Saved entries
────────────────
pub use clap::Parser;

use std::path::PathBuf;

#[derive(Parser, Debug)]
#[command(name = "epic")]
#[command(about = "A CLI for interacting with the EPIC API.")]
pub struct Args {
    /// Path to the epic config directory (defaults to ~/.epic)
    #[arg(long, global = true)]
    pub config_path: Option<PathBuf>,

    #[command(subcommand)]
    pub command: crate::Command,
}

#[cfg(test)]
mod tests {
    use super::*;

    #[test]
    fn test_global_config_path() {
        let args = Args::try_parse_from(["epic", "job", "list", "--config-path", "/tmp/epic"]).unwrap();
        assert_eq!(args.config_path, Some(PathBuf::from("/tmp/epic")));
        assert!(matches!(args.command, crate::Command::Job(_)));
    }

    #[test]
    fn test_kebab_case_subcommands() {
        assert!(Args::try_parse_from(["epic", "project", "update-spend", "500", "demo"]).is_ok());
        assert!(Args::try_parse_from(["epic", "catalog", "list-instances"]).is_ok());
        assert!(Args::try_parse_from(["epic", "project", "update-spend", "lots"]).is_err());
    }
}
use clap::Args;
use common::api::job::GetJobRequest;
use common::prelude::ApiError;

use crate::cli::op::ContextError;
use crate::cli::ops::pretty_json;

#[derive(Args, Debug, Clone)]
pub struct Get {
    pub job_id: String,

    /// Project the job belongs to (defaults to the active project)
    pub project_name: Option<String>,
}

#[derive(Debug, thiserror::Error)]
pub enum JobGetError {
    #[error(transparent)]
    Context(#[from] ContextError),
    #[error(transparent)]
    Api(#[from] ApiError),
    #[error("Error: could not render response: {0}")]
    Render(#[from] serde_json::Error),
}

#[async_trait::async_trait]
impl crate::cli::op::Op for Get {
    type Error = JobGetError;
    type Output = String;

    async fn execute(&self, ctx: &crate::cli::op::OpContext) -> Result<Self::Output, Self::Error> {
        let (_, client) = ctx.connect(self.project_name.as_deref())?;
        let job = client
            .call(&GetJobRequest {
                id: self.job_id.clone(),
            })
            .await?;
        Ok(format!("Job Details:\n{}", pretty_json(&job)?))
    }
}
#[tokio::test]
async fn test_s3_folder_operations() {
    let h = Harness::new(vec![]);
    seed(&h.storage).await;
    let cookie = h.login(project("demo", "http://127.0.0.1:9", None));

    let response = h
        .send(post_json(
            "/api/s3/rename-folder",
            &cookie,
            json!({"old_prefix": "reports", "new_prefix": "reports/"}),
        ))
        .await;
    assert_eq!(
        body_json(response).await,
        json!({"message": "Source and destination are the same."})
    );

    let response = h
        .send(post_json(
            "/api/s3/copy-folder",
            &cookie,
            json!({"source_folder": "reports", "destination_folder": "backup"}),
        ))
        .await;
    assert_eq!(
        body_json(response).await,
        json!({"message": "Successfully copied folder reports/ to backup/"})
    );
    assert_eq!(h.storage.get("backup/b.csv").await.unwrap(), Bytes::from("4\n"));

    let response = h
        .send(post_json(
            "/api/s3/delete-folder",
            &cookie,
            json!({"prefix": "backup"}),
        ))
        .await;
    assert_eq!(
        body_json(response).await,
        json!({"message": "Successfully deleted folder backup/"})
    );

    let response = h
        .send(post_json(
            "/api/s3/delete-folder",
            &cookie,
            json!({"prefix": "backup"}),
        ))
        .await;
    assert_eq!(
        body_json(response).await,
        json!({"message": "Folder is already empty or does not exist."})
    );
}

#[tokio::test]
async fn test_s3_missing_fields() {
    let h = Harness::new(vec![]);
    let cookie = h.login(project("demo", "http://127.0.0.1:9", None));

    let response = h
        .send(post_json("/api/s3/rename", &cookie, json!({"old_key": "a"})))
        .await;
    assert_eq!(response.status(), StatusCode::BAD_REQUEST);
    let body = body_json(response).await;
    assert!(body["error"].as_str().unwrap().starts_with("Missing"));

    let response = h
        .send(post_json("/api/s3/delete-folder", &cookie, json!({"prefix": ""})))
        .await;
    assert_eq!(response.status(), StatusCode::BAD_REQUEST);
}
────────────────
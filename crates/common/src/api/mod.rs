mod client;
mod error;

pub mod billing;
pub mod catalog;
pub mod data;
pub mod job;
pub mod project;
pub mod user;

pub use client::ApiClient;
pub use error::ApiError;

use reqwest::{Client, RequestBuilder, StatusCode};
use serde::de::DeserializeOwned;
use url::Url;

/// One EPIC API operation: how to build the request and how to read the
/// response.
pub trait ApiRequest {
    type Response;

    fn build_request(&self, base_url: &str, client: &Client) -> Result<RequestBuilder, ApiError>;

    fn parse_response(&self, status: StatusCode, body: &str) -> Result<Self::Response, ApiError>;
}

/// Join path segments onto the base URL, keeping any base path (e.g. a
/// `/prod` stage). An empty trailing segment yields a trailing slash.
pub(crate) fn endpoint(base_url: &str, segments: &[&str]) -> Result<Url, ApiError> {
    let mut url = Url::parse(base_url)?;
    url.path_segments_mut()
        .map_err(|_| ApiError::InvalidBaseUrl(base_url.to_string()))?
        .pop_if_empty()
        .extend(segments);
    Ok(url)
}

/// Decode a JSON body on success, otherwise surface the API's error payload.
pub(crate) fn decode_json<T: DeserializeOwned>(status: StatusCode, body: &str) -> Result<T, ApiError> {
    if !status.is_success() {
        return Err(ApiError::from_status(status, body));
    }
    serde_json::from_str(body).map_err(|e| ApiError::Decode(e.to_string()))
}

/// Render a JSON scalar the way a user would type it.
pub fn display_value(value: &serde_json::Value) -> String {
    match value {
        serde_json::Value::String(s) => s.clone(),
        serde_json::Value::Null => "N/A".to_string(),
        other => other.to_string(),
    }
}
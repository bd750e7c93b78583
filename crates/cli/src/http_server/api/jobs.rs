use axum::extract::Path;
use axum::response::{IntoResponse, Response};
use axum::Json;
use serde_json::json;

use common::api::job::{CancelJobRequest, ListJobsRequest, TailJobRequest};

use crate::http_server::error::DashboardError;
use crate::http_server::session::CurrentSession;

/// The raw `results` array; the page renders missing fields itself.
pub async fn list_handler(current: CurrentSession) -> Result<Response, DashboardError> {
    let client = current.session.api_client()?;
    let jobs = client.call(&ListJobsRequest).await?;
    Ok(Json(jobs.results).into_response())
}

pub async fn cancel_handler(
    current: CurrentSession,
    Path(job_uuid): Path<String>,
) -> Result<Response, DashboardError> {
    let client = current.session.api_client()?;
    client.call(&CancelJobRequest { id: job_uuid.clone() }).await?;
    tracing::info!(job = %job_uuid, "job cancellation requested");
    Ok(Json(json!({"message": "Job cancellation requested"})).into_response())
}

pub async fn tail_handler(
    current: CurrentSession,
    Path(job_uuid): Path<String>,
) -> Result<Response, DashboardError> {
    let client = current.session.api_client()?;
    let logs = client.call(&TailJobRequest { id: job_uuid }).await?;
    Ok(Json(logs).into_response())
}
────────────────
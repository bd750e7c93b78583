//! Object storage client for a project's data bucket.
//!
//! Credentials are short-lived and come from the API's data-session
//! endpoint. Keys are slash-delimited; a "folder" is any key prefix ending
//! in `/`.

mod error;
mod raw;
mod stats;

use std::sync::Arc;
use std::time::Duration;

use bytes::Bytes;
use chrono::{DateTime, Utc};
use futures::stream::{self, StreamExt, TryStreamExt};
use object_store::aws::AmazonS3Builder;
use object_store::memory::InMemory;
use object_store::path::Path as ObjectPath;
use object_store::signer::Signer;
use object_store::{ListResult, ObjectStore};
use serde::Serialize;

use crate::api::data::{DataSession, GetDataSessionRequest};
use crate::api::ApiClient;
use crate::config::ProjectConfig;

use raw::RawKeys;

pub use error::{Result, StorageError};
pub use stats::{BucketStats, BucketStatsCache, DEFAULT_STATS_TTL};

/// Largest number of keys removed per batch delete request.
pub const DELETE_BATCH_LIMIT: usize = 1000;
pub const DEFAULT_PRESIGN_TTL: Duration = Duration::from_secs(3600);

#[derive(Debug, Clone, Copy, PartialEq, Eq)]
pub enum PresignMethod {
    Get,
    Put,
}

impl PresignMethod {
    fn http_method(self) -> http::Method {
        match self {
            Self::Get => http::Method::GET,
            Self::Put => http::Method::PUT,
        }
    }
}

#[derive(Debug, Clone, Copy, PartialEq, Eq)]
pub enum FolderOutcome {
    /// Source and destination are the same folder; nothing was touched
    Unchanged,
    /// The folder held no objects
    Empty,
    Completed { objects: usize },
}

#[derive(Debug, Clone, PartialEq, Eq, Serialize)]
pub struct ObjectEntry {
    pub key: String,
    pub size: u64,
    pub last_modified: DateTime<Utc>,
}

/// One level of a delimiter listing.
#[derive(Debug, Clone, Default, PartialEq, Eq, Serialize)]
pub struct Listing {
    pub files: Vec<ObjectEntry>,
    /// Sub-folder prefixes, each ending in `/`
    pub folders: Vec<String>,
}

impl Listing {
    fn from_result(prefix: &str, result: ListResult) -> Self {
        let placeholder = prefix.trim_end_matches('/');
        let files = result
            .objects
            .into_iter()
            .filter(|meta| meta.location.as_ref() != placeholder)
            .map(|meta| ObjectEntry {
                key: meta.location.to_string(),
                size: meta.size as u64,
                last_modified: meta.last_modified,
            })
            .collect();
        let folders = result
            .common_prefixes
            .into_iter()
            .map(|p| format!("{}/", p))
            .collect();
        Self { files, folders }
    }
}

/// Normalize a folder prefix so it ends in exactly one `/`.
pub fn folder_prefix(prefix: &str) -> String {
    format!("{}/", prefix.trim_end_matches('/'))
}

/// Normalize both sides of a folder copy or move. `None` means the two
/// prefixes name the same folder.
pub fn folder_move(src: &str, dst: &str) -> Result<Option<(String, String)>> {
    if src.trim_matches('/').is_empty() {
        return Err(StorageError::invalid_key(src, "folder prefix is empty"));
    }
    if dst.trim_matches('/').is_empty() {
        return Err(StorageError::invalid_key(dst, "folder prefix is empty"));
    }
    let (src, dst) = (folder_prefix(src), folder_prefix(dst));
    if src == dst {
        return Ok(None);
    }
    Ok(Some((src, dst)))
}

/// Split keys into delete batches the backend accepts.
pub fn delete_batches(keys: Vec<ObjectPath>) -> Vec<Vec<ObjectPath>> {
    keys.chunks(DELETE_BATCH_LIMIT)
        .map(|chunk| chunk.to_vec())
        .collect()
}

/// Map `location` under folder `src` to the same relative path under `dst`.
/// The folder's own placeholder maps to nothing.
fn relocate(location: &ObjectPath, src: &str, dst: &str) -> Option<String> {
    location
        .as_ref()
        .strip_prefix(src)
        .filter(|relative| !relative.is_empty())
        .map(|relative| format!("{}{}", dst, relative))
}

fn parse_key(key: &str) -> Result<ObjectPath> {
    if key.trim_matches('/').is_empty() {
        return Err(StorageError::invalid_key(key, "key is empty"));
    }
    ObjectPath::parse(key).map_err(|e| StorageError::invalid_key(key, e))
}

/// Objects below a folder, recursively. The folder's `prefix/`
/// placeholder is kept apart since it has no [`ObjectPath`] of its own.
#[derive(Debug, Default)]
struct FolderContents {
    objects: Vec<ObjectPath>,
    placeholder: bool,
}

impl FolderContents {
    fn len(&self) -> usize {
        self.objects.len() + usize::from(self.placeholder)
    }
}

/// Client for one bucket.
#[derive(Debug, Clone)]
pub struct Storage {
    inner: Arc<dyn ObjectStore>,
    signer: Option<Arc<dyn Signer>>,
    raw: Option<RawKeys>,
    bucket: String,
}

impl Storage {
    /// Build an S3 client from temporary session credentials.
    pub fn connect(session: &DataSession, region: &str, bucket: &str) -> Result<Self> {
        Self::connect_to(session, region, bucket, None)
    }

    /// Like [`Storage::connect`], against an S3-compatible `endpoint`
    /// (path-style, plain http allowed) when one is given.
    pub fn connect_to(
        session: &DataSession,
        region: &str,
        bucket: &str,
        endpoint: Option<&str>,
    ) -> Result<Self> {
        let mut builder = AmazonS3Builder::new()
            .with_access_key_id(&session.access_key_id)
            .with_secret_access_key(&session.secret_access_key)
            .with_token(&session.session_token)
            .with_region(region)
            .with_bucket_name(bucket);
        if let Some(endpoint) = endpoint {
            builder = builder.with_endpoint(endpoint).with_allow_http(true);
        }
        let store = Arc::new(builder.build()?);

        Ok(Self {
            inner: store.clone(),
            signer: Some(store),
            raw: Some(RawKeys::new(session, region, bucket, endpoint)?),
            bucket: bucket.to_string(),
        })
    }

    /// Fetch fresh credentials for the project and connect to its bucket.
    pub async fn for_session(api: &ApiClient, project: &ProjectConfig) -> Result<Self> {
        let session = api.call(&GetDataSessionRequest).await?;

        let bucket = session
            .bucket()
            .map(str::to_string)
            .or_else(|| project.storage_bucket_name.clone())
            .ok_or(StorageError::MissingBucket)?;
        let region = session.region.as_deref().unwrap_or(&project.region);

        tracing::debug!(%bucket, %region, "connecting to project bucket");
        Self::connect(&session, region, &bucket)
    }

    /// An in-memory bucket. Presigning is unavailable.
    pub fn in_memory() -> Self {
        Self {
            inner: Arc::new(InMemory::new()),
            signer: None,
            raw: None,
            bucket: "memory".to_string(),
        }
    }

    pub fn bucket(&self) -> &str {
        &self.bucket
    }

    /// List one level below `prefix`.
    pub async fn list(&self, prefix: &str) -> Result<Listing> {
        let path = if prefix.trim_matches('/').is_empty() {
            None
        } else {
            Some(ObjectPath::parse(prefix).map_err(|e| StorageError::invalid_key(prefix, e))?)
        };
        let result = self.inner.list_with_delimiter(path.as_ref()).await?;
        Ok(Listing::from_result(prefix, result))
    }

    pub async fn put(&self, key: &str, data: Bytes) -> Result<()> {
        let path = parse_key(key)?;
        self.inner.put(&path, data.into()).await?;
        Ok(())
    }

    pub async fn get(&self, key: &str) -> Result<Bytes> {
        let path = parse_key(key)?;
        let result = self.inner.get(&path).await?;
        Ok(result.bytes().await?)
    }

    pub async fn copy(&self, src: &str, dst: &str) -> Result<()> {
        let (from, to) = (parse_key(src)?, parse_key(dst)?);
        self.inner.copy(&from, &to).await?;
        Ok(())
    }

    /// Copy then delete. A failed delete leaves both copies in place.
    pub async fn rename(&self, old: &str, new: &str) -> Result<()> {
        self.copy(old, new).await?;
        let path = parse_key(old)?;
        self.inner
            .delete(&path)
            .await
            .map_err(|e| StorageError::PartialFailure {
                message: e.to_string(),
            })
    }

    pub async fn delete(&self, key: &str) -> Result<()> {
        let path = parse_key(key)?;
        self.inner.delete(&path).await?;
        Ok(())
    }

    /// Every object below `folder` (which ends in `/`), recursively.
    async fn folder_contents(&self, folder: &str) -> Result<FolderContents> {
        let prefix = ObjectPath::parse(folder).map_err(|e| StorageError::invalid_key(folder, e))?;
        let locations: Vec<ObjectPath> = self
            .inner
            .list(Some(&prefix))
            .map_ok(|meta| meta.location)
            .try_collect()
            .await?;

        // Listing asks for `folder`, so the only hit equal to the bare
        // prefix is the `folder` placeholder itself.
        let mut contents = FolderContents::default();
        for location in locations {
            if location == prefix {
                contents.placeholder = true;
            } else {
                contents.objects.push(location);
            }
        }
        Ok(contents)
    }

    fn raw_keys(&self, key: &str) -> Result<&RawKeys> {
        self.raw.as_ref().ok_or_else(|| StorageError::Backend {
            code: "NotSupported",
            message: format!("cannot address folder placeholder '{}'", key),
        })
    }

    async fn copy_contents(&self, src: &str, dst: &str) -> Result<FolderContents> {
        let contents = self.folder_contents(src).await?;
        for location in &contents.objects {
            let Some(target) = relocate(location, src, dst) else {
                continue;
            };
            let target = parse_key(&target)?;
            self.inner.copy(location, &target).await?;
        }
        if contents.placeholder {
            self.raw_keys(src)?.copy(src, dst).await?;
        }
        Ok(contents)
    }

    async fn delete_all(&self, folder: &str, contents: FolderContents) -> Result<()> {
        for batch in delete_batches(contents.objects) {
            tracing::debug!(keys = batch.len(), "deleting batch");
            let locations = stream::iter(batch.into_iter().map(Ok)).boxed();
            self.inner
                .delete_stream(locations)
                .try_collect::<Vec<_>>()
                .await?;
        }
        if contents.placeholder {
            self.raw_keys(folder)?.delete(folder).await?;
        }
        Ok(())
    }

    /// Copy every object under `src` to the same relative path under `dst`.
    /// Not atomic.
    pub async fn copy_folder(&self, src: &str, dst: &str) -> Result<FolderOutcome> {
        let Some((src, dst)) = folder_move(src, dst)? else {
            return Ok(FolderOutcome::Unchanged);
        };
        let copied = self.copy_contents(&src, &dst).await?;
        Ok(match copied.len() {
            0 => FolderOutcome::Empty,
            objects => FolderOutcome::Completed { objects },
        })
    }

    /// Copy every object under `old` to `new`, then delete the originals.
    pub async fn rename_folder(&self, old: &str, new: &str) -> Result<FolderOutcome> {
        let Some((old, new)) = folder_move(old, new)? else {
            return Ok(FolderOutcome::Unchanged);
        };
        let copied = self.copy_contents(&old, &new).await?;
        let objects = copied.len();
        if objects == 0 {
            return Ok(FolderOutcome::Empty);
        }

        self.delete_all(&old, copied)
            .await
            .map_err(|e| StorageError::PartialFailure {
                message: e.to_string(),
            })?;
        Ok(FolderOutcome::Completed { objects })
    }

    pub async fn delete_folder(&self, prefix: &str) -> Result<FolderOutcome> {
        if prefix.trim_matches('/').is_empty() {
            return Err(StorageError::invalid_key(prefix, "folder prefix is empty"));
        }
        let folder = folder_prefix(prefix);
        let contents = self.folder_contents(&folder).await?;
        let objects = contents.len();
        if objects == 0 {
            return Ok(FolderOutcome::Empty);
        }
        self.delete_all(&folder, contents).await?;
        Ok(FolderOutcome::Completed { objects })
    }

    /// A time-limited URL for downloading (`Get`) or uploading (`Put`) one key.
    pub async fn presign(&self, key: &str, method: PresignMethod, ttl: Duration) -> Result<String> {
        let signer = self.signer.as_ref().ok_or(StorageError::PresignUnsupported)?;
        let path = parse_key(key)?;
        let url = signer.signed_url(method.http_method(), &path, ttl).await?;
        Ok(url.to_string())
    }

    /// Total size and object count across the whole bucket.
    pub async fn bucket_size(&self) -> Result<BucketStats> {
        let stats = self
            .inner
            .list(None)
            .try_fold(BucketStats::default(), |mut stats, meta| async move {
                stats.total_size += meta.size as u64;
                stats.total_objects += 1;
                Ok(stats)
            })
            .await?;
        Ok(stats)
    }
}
────────────────
● **Task description**:
Your answer should be the exact lines above from the one with "pub use clap::Parser;" through the one with "use crate::cli::op::ContextError;", both included, and nothing besides.

● **Answer to the problem**:
pub use clap::Parser;

use std::path::PathBuf;

#[derive(Parser, Debug)]
#[command(name = "epic")]
#[command(about = "A CLI for interacting with the EPIC API.")]
pub struct Args {
    /// Path to the epic config directory (defaults to ~/.epic)
    #[arg(long, global = true)]
    pub config_path: Option<PathBuf>,

    #[command(subcommand)]
    pub command: crate::Command,
}

#[cfg(test)]
mod tests {
    use super::*;

    #[test]
    fn test_global_config_path() {
        let args = Args::try_parse_from(["epic", "job", "list", "--config-path", "/tmp/epic"]).unwrap();
        assert_eq!(args.config_path, Some(PathBuf::from("/tmp/epic")));
        assert!(matches!(args.command, crate::Command::Job(_)));
    }

    #[test]
    fn test_kebab_case_subcommands() {
        assert!(Args::try_parse_from(["epic", "project", "update-spend", "500", "demo"]).is_ok());
        assert!(Args::try_parse_from(["epic", "catalog", "list-instances"]).is_ok());
        assert!(Args::try_parse_from(["epic", "project", "update-spend", "lots"]).is_err());
    }
}
use clap::Args;
use common::api::job::GetJobRequest;
use common::prelude::ApiError;

use crate::cli::op::ContextError;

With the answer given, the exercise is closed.